Metropolitan John's education began with study at the Universities of Thessaloniki and Athens in 1950, and then a year at the Ecumenical Institute of Bossey in 1955. Between 1960 and 1964 Zizioulas did doctoral research under the Eastern Orthodox theologian Georges Florovsky (1893-1979; Chair of Eastern Church History at Harvard and a member of the Russian Orthodox Church) and was a Fellow at Dumbarton Oaks Center for Byzantine Studies. He received his doctorate in 1965 from the University of Athens. He took up a post at the University of Athens in 1964 as Assistant Professor of Church History, and then six years later, worked as Professor of Patristics at the University of Edinburgh from 1970 until 1973. He moved to the University of Glasqow where he held a personal chair in systematic theology for some fourteen years. In addition, he has been a Visiting Professor at the Research Institute in Systematic Theology of King's College London. In 1986, he was elected titular Metropolitan of Pergamon. In the same year, he assumed a full-time academic post at Thessaloniki School of Theology as Professor of Dogmatics.
The theological work of Metropolitan John has focused upon the twin themes of ecclesiology and theological ontology. His theological thought reflects the influence of Russian émigré theologians such as Nikolai Afnassief, Vladimir Lossky and Georges Florovsky. He has also been significantly influenced by the ascetical theology of Archimandrite Sophrony (Sakharov), founder of the Stavropegic Monastery of St John the Baptist in Essex, England.
Zizioulas' ecclesiology was first developed in his doctoral dissertation, subsequently published in English as Εucharist, Bishop, Church. Metropolitan John develops critically the eucharistic ecclesiology of Nikolai Afanassief and accepts Afanassieff's principal contention that the Church is to be understood in terms of the Eucharist. However, he criticises Afanassief's understanding as overly congregational and insufficiently episcopal in its emphasis. Finally, Zizioulas advocates an episcopocentric understanding of Church structure, understanding the Bishop primarily as the president of the Divine Liturgy and the Eucharistic community.

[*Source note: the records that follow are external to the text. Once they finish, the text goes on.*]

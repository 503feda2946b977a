//! Loan Application Repository Implementation
//!
//! PostgreSQL implementation of the LoanApplicationRepository trait.

use std::time::Instant;

use async_trait::async_trait;
use chrono::NaiveDate;
use rust_decimal::Decimal;
use sqlx::PgPool;

use crate::domain::{LoanApplication, LoanApplicationRepository};
use crate::infrastructure::metrics;
use crate::shared::error::StorageError;

const TABLE: &str = "loan_applications";

/// Database row representation matching the loan_applications table schema.
#[derive(Debug, sqlx::FromRow)]
struct LoanApplicationRow {
    id: i64,
    applicant_name: String,
    loan_amount: Decimal,
    application_date: NaiveDate,
    status: String,
    email: Option<String>,
    phone_number: Option<String>,
    income: Option<Decimal>,
    credit_score: Option<i32>,
}

impl LoanApplicationRow {
    /// Convert database row to domain LoanApplication entity.
    fn into_loan_application(self) -> LoanApplication {
        LoanApplication {
            id: Some(self.id),
            applicant_name: self.applicant_name,
            loan_amount: self.loan_amount,
            application_date: self.application_date,
            status: self.status,
            email: self.email,
            phone_number: self.phone_number,
            income: self.income,
            credit_score: self.credit_score,
        }
    }
}

/// PostgreSQL loan application repository implementation.
#[derive(Clone)]
pub struct PgLoanApplicationRepository {
    pool: PgPool,
}

impl PgLoanApplicationRepository {
    /// Create a new PgLoanApplicationRepository with the given connection pool.
    pub fn new(pool: PgPool) -> Self {
        Self { pool }
    }

    async fn insert(&self, application: &LoanApplication) -> Result<LoanApplication, StorageError> {
        let row = sqlx::query_as::<_, LoanApplicationRow>(
            r#"
            INSERT INTO loan_applications
                (applicant_name, loan_amount, application_date, status,
                 email, phone_number, income, credit_score)
            VALUES ($1, $2, $3, $4, $5, $6, $7, $8)
            RETURNING id, applicant_name, loan_amount, application_date, status,
                      email, phone_number, income, credit_score
            "#,
        )
        .bind(&application.applicant_name)
        .bind(application.loan_amount)
        .bind(application.application_date)
        .bind(&application.status)
        .bind(&application.email)
        .bind(&application.phone_number)
        .bind(application.income)
        .bind(application.credit_score)
        .fetch_one(&self.pool)
        .await?;

        Ok(row.into_loan_application())
    }

    async fn overwrite(
        &self,
        id: i64,
        application: &LoanApplication,
    ) -> Result<LoanApplication, StorageError> {
        let row = sqlx::query_as::<_, LoanApplicationRow>(
            r#"
            UPDATE loan_applications
            SET applicant_name = $2,
                loan_amount = $3,
                application_date = $4,
                status = $5,
                email = $6,
                phone_number = $7,
                income = $8,
                credit_score = $9
            WHERE id = $1
            RETURNING id, applicant_name, loan_amount, application_date, status,
                      email, phone_number, income, credit_score
            "#,
        )
        .bind(id)
        .bind(&application.applicant_name)
        .bind(application.loan_amount)
        .bind(application.application_date)
        .bind(&application.status)
        .bind(&application.email)
        .bind(&application.phone_number)
        .bind(application.income)
        .bind(application.credit_score)
        .fetch_optional(&self.pool)
        .await?
        .ok_or(StorageError::MissingRow(id))?;

        Ok(row.into_loan_application())
    }
}

#[async_trait]
impl LoanApplicationRepository for PgLoanApplicationRepository {
    async fn save(&self, application: LoanApplication) -> Result<LoanApplication, StorageError> {
        let start = Instant::now();
        let result = match application.id {
            None => self.insert(&application).await,
            Some(id) => self.overwrite(id, &application).await,
        };
        let operation = if application.is_persisted() { "update" } else { "insert" };
        metrics::record_db_query(operation, TABLE, start.elapsed().as_secs_f64());
        result
    }

    async fn find_by_id(&self, id: i64) -> Result<Option<LoanApplication>, StorageError> {
        let start = Instant::now();
        let row = sqlx::query_as::<_, LoanApplicationRow>(
            r#"
            SELECT id, applicant_name, loan_amount, application_date, status,
                   email, phone_number, income, credit_score
            FROM loan_applications
            WHERE id = $1
            "#,
        )
        .bind(id)
        .fetch_optional(&self.pool)
        .await?;
        metrics::record_db_query("select", TABLE, start.elapsed().as_secs_f64());

        Ok(row.map(|r| r.into_loan_application()))
    }

    async fn find_all(&self) -> Result<Vec<LoanApplication>, StorageError> {
        let start = Instant::now();
        let rows = sqlx::query_as::<_, LoanApplicationRow>(
            r#"
            SELECT id, applicant_name, loan_amount, application_date, status,
                   email, phone_number, income, credit_score
            FROM loan_applications
            ORDER BY id ASC
            "#,
        )
        .fetch_all(&self.pool)
        .await?;
        metrics::record_db_query("select_all", TABLE, start.elapsed().as_secs_f64());

        Ok(rows.into_iter().map(|r| r.into_loan_application()).collect())
    }

    async fn delete_by_id(&self, id: i64) -> Result<(), StorageError> {
        let start = Instant::now();
        sqlx::query("DELETE FROM loan_applications WHERE id = $1")
            .bind(id)
            .execute(&self.pool)
            .await?;
        metrics::record_db_query("delete", TABLE, start.elapsed().as_secs_f64());

        Ok(())
    }

    async fn ping(&self) -> Result<(), StorageError> {
        sqlx::query("SELECT 1").execute(&self.pool).await?;
        Ok(())
    }
}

Metropolitan John Zizioulas worked on the theology of the person, appealing to the work of St Irinaeus and St Maximus the Confessor. The primary focus of his work was to develop his own ontology of personhood derived from an extensive investigation of Greek philosophy, patristic era writings and modern rationalist philosophy. He argues that full humanity is achieved only as person so that they may participate (koinonia-communion) in the Trinitarian life of God. However, an essential component of the ontology of personhood is the freedom to self-affirm the participation in relationship. He continues that man initially exists as a biological hypostasis, constrained as to the types of relationships one can have (biological) and to the eventual end of this type of being - death. Zizioulas makes use of existentialist philosophers and novelists. He claims that Baptism constitutes an ontological change in the human, making them an ecclesial hypostasis, or a person. This rebirth 'from above' gives new ontological freedom as it is not constrained by the limits of biological existence. Such ecclesial being is eschatological, meaning it is a paradoxical 'now,' but 'not yet.' The completion of this rebirth from above is the day of resurrection when the body will no longer be subject to death.